The name of the group was shortened to Marilyn Manson in 1992, and they continued to perform and release cassettes until the summer of 1993, when Reznor signed the act to his vanity label Nothing Records. Their debut studio album, Portrait of an American Family, was released in July 1994. Manson later criticized Nothing Records and its parent label Interscope for a perceived lack of promotion. While recording b-sides and remixes for the album's proposed third single, "Dope Hat," the band decided to issue the resultant material as a standalone release titled Smells Like Children. The record included their cover version of the Eurythmics's "Sweet Dreams (Are Made of This)," which established the band as a mainstream act. The song's music video was placed on heavy rotation on MTV, and earned the band their first nomination for Best Rock Video at the 1996 MTV Video Music Awards. Their second studio album, 1996's Antichrist Superstar, sparked a fierce backlash among Christian fundamentalists. The album was an immediate commercial success, debuting at number three on the Billboard 200 and selling almost 2 million copies in the United States alone, and 7 million copies worldwide. Lead single "The Beautiful People" received three nominations at the 1997 MTV Video Music Awards, where the band also performed.

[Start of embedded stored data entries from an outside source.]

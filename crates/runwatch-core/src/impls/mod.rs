//! Impls - ports の実装
//!
//! # 含まれる実装
//! - **HttpStatusSource** / **GithubJobsSource**: 本番用の StatusSource（reqwest）
//! - **ConsolePresenter**: 端末向けの Presenter
//! - **RecordingPresenter**: 呼び出しを記録する Presenter（テスト用）
//! - **ScriptedStatusSource**: 台本どおりに応答する StatusSource（テスト用）

pub mod console;
pub mod http;
pub mod recording;
pub mod scripted;

pub use self::console::ConsolePresenter;
pub use self::http::{GITHUB_API, GithubJobsSource, HttpSettings, HttpStatusSource};
pub use self::recording::{PresenterCall, RecordingPresenter};
pub use self::scripted::{ScriptedReply, ScriptedStatusSource};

For 1998's Mechanical Animals, Manson said he took inspiration from 1970s glam rock, and adopted a wardrobe and hairstyle similar to David Bowie. He said he did this to avoid being portrayed as a "boogeyman," a role which had been ascribed to him by mainstream media following the band's commercial breakthrough. Interscope's promotion of the album was massive, with the label erecting enormous billboards of Manson as an androgynous extraterrestrial in Times Square and the Sunset Strip. Lead single "The Dope Show" was nominated for Best Hard Rock Performance at the 41st Annual Grammy Awards. The album debuted at number one on the Billboard 200, but was the lowest-selling number-one album of 1998 in the United States, with sales of 1.4 million copies in the country as of 2017. The album was not well received by longtime fans, who complained about its radio-friendly sound and accused the vocalist of "selling out," and Interscope were reportedly disappointed with its commercial performance.

Holy Wood (In the Shadow of the Valley of Death) was a return to the band's industrial metal roots after the glam-influenced Mechanical Animals, and was the vocalist's response to media coverage blaming him for influencing the perpetrators of the Columbine High School massacre. The album was a critical success, with numerous publications praising it as the band's finest work. Despite being certified gold in the United States for shipments in excess of half a million units, mainstream media openly questioned the band's commercial appeal, noting the dominance of nu metal and controversial hip-hop artists such as Eminem. A cover of "Tainted Love" was an international hit in 2002, peaking at number one in several territories.

The Golden Age of Grotesque was released the following year, an album primarily inspired by the swing and burlesque movements of 1920s Berlin. In an extended metaphor found throughout the record, Manson compared his own often-criticized work to the Entartete Kunst banned by the Nazi regime. Like Mechanical Animals in 1998, The Golden Age of Grotesque debuted at number one on the Billboard 200, but was the lowest-selling studio album to debut at number one that year, selling 527,000 copies in the United States as of 2008. The album was more successful in Europe, where it sold over 400,000 on its first week of release to debut at number one on Billboards European Top 100 Albums. Manson began his collaboration with French fashion designer Jean-Paul Gaultier during this period, who designed much of the elaborate attire worn by the band on the supporting "Grotesk Burlesk Tour." The greatest hits compilation Lest We Forget: The Best Of was released in 2004.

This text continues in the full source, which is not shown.